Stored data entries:

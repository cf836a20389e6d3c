//! Connection handler
//!
//! One task per accepted socket. The read half is driven here, line by line;
//! the write half belongs to a writer task draining the session's outbound
//! queue, so nothing that holds the registry lock ever touches the socket.

use std::io;
use std::net::SocketAddr;
use std::sync::Arc;
use std::time::Duration;

use tokio::io::{AsyncBufRead, AsyncBufReadExt, AsyncReadExt, AsyncWriteExt, BufReader};
use tokio::net::tcp::{OwnedReadHalf, OwnedWriteHalf};
use tokio::net::TcpStream;
use tokio::sync::{mpsc, watch, Notify};
use tokio::time::{sleep_until, timeout, Instant};
use tracing::{debug, info, warn};

use chatsec_core::protocol::wire::trim_line;
use chatsec_core::{DisplayName, ProtocolError, ServerMessage, SessionId};

use crate::logic::{AuthOutcome, AuthStateMachine, Flow, SessionContext};
use crate::managers::{Connection, SessionHandle};
use crate::runtime::ServerContext;

/// Grace period for flushing queued lines after a session ends
const WRITER_DRAIN_TIMEOUT: Duration = Duration::from_secs(5);

const QUIT_COMMAND: &str = "/quit";

// ----------------------------------------------------------------------------
// Line Reading
// ----------------------------------------------------------------------------

/// Result of reading one inbound line
#[derive(Debug, PartialEq, Eq)]
pub(crate) enum LineRead {
    Line(String),
    TooLong(usize),
    Eof,
}

/// Read one `\n`-terminated line of at most `max` bytes, not counting the
/// `\r\n` or `\n` terminator.
///
/// Oversized lines are consumed up to their newline and reported.
pub(crate) async fn read_line<R>(reader: &mut R, buf: &mut Vec<u8>, max: usize) -> io::Result<LineRead>
where
    R: AsyncBufRead + Unpin,
{
    buf.clear();
    let limit = (max as u64).saturating_add(2);
    let read = (&mut *reader).take(limit).read_until(b'\n', buf).await?;
    if read == 0 {
        return Ok(LineRead::Eof);
    }

    if buf.last() == Some(&b'\n') {
        buf.pop();
        if buf.last() == Some(&b'\r') {
            buf.pop();
        }
        if buf.len() > max {
            return Ok(LineRead::TooLong(buf.len()));
        }
    } else if buf.len() > max {
        let length = buf.len();
        discard_rest_of_line(reader).await?;
        return Ok(LineRead::TooLong(length));
    }

    let line = String::from_utf8_lossy(buf);
    Ok(LineRead::Line(trim_line(&line).to_string()))
}

async fn discard_rest_of_line<R>(reader: &mut R) -> io::Result<()>
where
    R: AsyncBufRead + Unpin,
{
    loop {
        let available = reader.fill_buf().await?;
        if available.is_empty() {
            return Ok(());
        }
        match available.iter().position(|&b| b == b'\n') {
            Some(end) => {
                reader.consume(end + 1);
                return Ok(());
            }
            None => {
                let len = available.len();
                reader.consume(len);
            }
        }
    }
}

/// Drain the outbound queue into the socket until every sender is gone
async fn write_loop(mut outbound: mpsc::Receiver<String>, mut writer: OwnedWriteHalf) {
    while let Some(mut line) = outbound.recv().await {
        line.push('\n');
        if let Err(e) = writer.write_all(line.as_bytes()).await {
            debug!(error = %e, "Socket write failed");
            break;
        }
    }
    let _ = writer.shutdown().await;
}

async fn deadline_elapsed(deadline: Option<Instant>) {
    match deadline {
        Some(deadline) => sleep_until(deadline).await,
        None => std::future::pending::<()>().await,
    }
}

// ----------------------------------------------------------------------------
// Connection Handler
// ----------------------------------------------------------------------------

/// Why a connection ended
#[derive(Debug)]
enum ExitReason {
    Eof,
    Quit,
    Kicked,
    Shutdown,
    HandshakeTimeout,
    Io(io::Error),
}

/// Drives one accepted connection from accept to close
pub struct ConnectionHandler {
    context: Arc<ServerContext>,
    session: SessionId,
    peer: SocketAddr,
}

impl ConnectionHandler {
    pub fn new(context: Arc<ServerContext>, session: SessionId, peer: SocketAddr) -> Self {
        Self {
            context,
            session,
            peer,
        }
    }

    /// Register, run the session, then release everything it held
    pub async fn run(self, stream: TcpStream, shutdown: watch::Receiver<bool>) {
        let (read_half, mut write_half) = stream.into_split();
        let (tx, rx) = mpsc::channel(self.context.config.outbound_buffer);
        let connection = Connection::new(self.session, tx);
        let kick = connection.kick_signal();

        let handle = match self
            .context
            .registry
            .register(DisplayName::provisional(self.session), connection)
        {
            Ok(handle) => handle,
            Err(e) => {
                warn!(session = %self.session, peer = %self.peer, error = %e, "Connection refused");
                let refusal = ServerMessage::ServerFull {
                    max: self.context.registry.max_sessions(),
                };
                let _ = write_half
                    .write_all(format!("{}\n", refusal).as_bytes())
                    .await;
                let _ = write_half.shutdown().await;
                return;
            }
        };

        info!(session = %self.session, peer = %self.peer, "Connection accepted");
        let mut writer = tokio::spawn(write_loop(rx, write_half));
        handle.send(&ServerMessage::Prompt);

        let mut auth = AuthStateMachine::new(
            self.session,
            Arc::clone(&self.context.engine),
            Arc::clone(&self.context.server_keys),
            Arc::clone(&self.context.registry),
        );
        let mut session: Option<SessionContext> = None;

        let reason = self
            .read_loop(read_half, &handle, &kick, shutdown, &mut auth, &mut session)
            .await;

        self.teardown(handle, session, reason);

        if timeout(WRITER_DRAIN_TIMEOUT, &mut writer).await.is_err() {
            warn!(session = %self.session, "Writer did not drain in time");
            writer.abort();
        }
    }

    async fn read_loop(
        &self,
        read_half: OwnedReadHalf,
        handle: &SessionHandle,
        kick: &Notify,
        mut shutdown: watch::Receiver<bool>,
        auth: &mut AuthStateMachine,
        session: &mut Option<SessionContext>,
    ) -> ExitReason {
        let mut reader = BufReader::new(read_half);
        let mut buf = Vec::new();
        let max = self.context.config.max_line_length;
        let deadline = self
            .context
            .config
            .handshake_timeout()
            .map(|limit| Instant::now() + limit);

        loop {
            let authenticated = session.is_some();
            tokio::select! {
                _ = kick.notified() => break ExitReason::Kicked,
                _ = shutdown.changed() => break ExitReason::Shutdown,
                _ = deadline_elapsed(deadline), if !authenticated && deadline.is_some() => {
                    break ExitReason::HandshakeTimeout
                }
                read = read_line(&mut reader, &mut buf, max) => match read {
                    Ok(LineRead::Eof) => break ExitReason::Eof,
                    Ok(LineRead::TooLong(length)) => {
                        handle.send(&ServerMessage::Error {
                            text: ProtocolError::LineTooLong { length, max }.to_string(),
                        });
                    }
                    Ok(LineRead::Line(line)) => {
                        if self.on_line(&line, handle, auth, session) == Flow::Quit {
                            break ExitReason::Quit;
                        }
                    }
                    Err(e) => break ExitReason::Io(e),
                },
            }
        }
    }

    fn on_line(
        &self,
        line: &str,
        handle: &SessionHandle,
        auth: &mut AuthStateMachine,
        session: &mut Option<SessionContext>,
    ) -> Flow {
        if let Some(context) = session.as_mut() {
            return self.context.dispatcher.dispatch(context, line);
        }

        // Leaving is allowed at any point of the handshake
        if line.trim() == QUIT_COMMAND {
            debug!(session = %self.session, "Quit before authentication");
            return Flow::Quit;
        }

        let step = auth.handle_line(line);
        for reply in &step.replies {
            handle.send(reply);
        }

        if let AuthOutcome::Authenticated { name, count } = step.outcome {
            let current = self
                .context
                .registry
                .lookup_authenticated(&name)
                .unwrap_or_else(|| handle.clone());
            *session = Some(SessionContext::new(current, name.clone()));
            self.context.router.broadcast(&ServerMessage::Joined {
                name: name.to_string(),
                count,
            });
        }
        Flow::Continue
    }

    fn teardown(&self, handle: SessionHandle, session: Option<SessionContext>, reason: ExitReason) {
        match &reason {
            ExitReason::Kicked => handle.send(&ServerMessage::Notice {
                text: "You have been disconnected by the server".to_string(),
            }),
            ExitReason::Shutdown => handle.send(&ServerMessage::Notice {
                text: "Server is shutting down".to_string(),
            }),
            ExitReason::HandshakeTimeout => handle.send(&ServerMessage::Error {
                text: "Authentication timed out".to_string(),
            }),
            _ => true,
        };

        if let Some(context) = &session {
            if !matches!(reason, ExitReason::Eof | ExitReason::Io(_)) {
                handle.send(&ServerMessage::Bye {
                    name: context.name().to_string(),
                });
            }
        }

        let Some(departure) = self.context.registry.unregister_id(self.session) else {
            return;
        };

        match &reason {
            ExitReason::Io(e) => {
                info!(session = %self.session, name = %departure.handle.name(), error = %e, "Connection lost")
            }
            other => {
                info!(session = %self.session, name = %departure.handle.name(), reason = ?other, "Connection closed")
            }
        }

        if departure.authenticated {
            self.context.router.broadcast(&ServerMessage::Left {
                name: departure.handle.name().to_string(),
                count: departure.remaining,
            });
        }
    }
}

#[cfg(test)]
mod tests {
    use super::*;

    #[tokio::test]
    async fn test_read_line_variants() {
        let input: &[u8] = b"alice\r\n\nthis line is far too long\nok\nlast";
        let mut reader = BufReader::new(input);
        let mut buf = Vec::new();

        assert_eq!(
            read_line(&mut reader, &mut buf, 10).await.unwrap(),
            LineRead::Line("alice".to_string())
        );
        assert_eq!(
            read_line(&mut reader, &mut buf, 10).await.unwrap(),
            LineRead::Line(String::new())
        );
        assert!(matches!(
            read_line(&mut reader, &mut buf, 10).await.unwrap(),
            LineRead::TooLong(_)
        ));
        assert_eq!(
            read_line(&mut reader, &mut buf, 10).await.unwrap(),
            LineRead::Line("ok".to_string())
        );
        assert_eq!(
            read_line(&mut reader, &mut buf, 10).await.unwrap(),
            LineRead::Line("last".to_string())
        );
        assert_eq!(
            read_line(&mut reader, &mut buf, 10).await.unwrap(),
            LineRead::Eof
        );
    }

    #[tokio::test]
    async fn test_line_limit_excludes_terminator() {
        let input: &[u8] = b"abcde\r\nabcde\nabcdef\r\nabcdef\nok\n";
        let mut reader = BufReader::new(input);
        let mut buf = Vec::new();

        assert_eq!(
            read_line(&mut reader, &mut buf, 5).await.unwrap(),
            LineRead::Line("abcde".to_string())
        );
        assert_eq!(
            read_line(&mut reader, &mut buf, 5).await.unwrap(),
            LineRead::Line("abcde".to_string())
        );
        assert!(matches!(
            read_line(&mut reader, &mut buf, 5).await.unwrap(),
            LineRead::TooLong(_)
        ));
        assert_eq!(
            read_line(&mut reader, &mut buf, 5).await.unwrap(),
            LineRead::TooLong(6)
        );
        assert_eq!(
            read_line(&mut reader, &mut buf, 5).await.unwrap(),
            LineRead::Line("ok".to_string())
        );
    }

    #[tokio::test]
    async fn test_unbounded_limit_does_not_overflow() {
        let input: &[u8] = b"hello\n";
        let mut reader = BufReader::new(input);
        let mut buf = Vec::new();

        assert_eq!(
            read_line(&mut reader, &mut buf, usize::MAX).await.unwrap(),
            LineRead::Line("hello".to_string())
        );
        assert_eq!(
            read_line(&mut reader, &mut buf, usize::MAX).await.unwrap(),
            LineRead::Eof
        );
    }
}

Exercise details:
Scan the entries above and copy each line where "SessionHandle" occurs.

The answer:
use crate::managers::{Connection, SessionHandle};
        handle: &SessionHandle,
        handle: &SessionHandle,
    fn teardown(&self, handle: SessionHandle, session: Option<SessionContext>, reason: ExitReason) {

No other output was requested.